Neuro-Evolutionary Approach to Physics-Aware Symbolic Regression
Jiří Kubalík, Robert Babuška
TL;DR
The paper addresses the challenge of learning accurate, sparse analytic models from data by blending evolutionary search for neural network topologies with gradient-based weight optimization. The EN4SR framework introduces a master topology, subtopologies, a weight memory, and memory-guided genetic operators to enable short backpropagation updates per topology while progressively refining promising models. Empirical results across four problems, including a real-world quadcopter dynamic identification task, show EN4SR outperforms purely NN-based SR and GP-based baselines in both accuracy and computational efficiency, thanks to its hybrid exploration-exploitation strategy. The work advances symbolic regression by integrating prior knowledge and a memory-based evolution mechanism, paving the way for more robust physics-aware SR with scalable search.
Abstract
Symbolic regression is a technique that can automatically derive analytic models from data. Traditionally, symbolic regression has been implemented primarily through genetic programming that evolves populations of candidate solutions sampled by genetic operators, crossover and mutation. More recently, neural networks have been employed to learn the entire analytical model, i.e., its structure and coefficients, using regularized gradient-based optimization.

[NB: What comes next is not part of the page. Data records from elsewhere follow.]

use std::sync::Arc;

use tokio::sync::Mutex;

use crate::backend_client::ResumeBackend;
use crate::config::Config;
use crate::session::EditorSession;

/// Shared application state injected into all route handlers via Axum extractors.
#[derive(Clone)]
pub struct AppState {
    /// The one editing session. Handlers lock it for a single operation and
    /// never hold it across a backend call.
    pub session: Arc<Mutex<EditorSession>>,
    /// Pluggable backend. Default: `HttpBackend`.
    pub backend: Arc<dyn ResumeBackend>,
    pub config: Config,
}

impl AppState {
    pub fn new(backend: Arc<dyn ResumeBackend>, config: Config) -> Self {
        Self {
            session: Arc::new(Mutex::new(EditorSession::new())),
            backend,
            config,
        }
    }
}
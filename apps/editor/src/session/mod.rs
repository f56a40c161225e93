//! The editing session — single owner of the entry sequence and drag state.
//!
//! Every edit goes through `apply` or `drag`, which hand the sequence to
//! the reconciler by value and store what comes back. The service keeps one
//! session behind a mutex, so operations never interleave.

pub mod handlers;

use chrono::{DateTime, Utc};
use serde::Serialize;
use tracing::debug;

use crate::models::entry::Entry;
use crate::models::tailored::TailoredEntry;
use crate::reconciler::drag::{DragEvent, DragState};
use crate::reconciler::{EditCommand, EntrySequence, Outcome};
use crate::tailoring::TailoredResult;

/// Where the current sequence came from.
#[derive(Debug, Clone, Copy, Default, PartialEq, Eq, Serialize)]
#[serde(rename_all = "snake_case")]
pub enum SessionSource {
    #[default]
    Empty,
    Master,
    Tailored,
}

#[derive(Debug, Clone, Serialize)]
pub struct SessionSnapshot {
    pub revision: u64,
    pub source: SessionSource,
    pub entries: Vec<Entry>,
    pub dragging: Option<usize>,
    pub indicator: Option<usize>,
    pub master_url: Option<String>,
    pub loaded_at: Option<DateTime<Utc>>,
}

/// Result of feeding one drag event to the session.
#[derive(Debug, Clone, Copy, PartialEq, Eq, Serialize)]
pub struct DragOutcome {
    pub dragging: Option<usize>,
    pub indicator: Option<usize>,
    /// Set when the event was a drop that reached the reconciler.
    pub moved: Option<Outcome>,
}

#[derive(Debug, Default)]
pub struct EditorSession {
    entries: EntrySequence,
    drag: DragState,
    tailored: Option<TailoredResult>,
    master_url: Option<String>,
    source: SessionSource,
    revision: u64,
    loaded_at: Option<DateTime<Utc>>,
}

impl EditorSession {
    pub fn new() -> Self {
        Self::default()
    }

    pub fn entries(&self) -> &EntrySequence {
        &self.entries
    }

    pub fn revision(&self) -> u64 {
        self.revision
    }

    pub fn tailored(&self) -> Option<&TailoredResult> {
        self.tailored.as_ref()
    }

    /// Replaces the sequence with a freshly fetched master resume.
    pub fn load_master(&mut self, url: Option<String>, entries: Vec<Entry>) {
        self.master_url = url;
        self.tailored = None;
        self.replace(SessionSource::Master, entries);
    }

    /// Replaces the sequence with the tailored side of a tailoring result.
    pub fn load_tailored(&mut self, job_description: &str, items: Vec<TailoredEntry>) {
        let result = TailoredResult::new(job_description, items);
        let entries = result.tailored_entries();
        self.tailored = Some(result);
        self.replace(SessionSource::Tailored, entries);
    }

    fn replace(&mut self, source: SessionSource, entries: Vec<Entry>) {
        debug!(count = entries.len(), ?source, "Replacing session entries");
        self.entries = EntrySequence::new(entries);
        self.drag = DragState::idle();
        self.source = source;
        self.loaded_at = Some(Utc::now());
        self.revision += 1;
    }

    pub fn apply(&mut self, command: EditCommand) -> Outcome {
        let (entries, outcome) = std::mem::take(&mut self.entries).apply(command);
        self.entries = entries;
        if outcome == Outcome::Applied {
            self.revision += 1;
            // Indices held by an in-flight drag no longer point at the same entries.
            self.drag = DragState::idle();
        }
        outcome
    }

    pub fn drag(&mut self, event: DragEvent) -> DragOutcome {
        let (drag, pending) = self.drag.handle(event, self.entries.len());
        self.drag = drag;
        let moved = pending.map(|m| {
            self.apply(EditCommand::Move {
                source: m.source,
                target: m.target,
            })
        });
        DragOutcome {
            dragging: self.drag.source(),
            indicator: self.drag.indicator(),
            moved,
        }
    }

    pub fn snapshot(&self) -> SessionSnapshot {
        SessionSnapshot {
            revision: self.revision,
            source: self.source,
            entries: self.entries.as_slice().to_vec(),
            dragging: self.drag.source(),
            indicator: self.drag.indicator(),
            master_url: self.master_url.clone(),
            loaded_at: self.loaded_at,
        }
    }
}
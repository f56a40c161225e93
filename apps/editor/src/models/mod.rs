pub mod entry;
pub mod tailored;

Although this approach tunes the model's coefficients better, it is prone to premature convergence to suboptimal model structures. Here, we propose a neuro-evolutionary symbolic regression method that combines the strengths of evolutionary-based search for optimal neural network (NN) topologies with gradient-based tuning of the network's parameters. Due to the inherent high computational demand of evolutionary algorithms, it is not feasible to learn the parameters of every candidate NN topology to full convergence. Thus, our method employs a memory-based strategy and population perturbations to enhance exploitation and reduce the risk of being trapped in suboptimal NNs. In this way, each NN topology can be trained using only a short sequence of backpropagation iterations. The proposed method was experimentally evaluated on three real-world test problems and has been shown to outperform other NN-based approaches regarding the quality of the models obtained.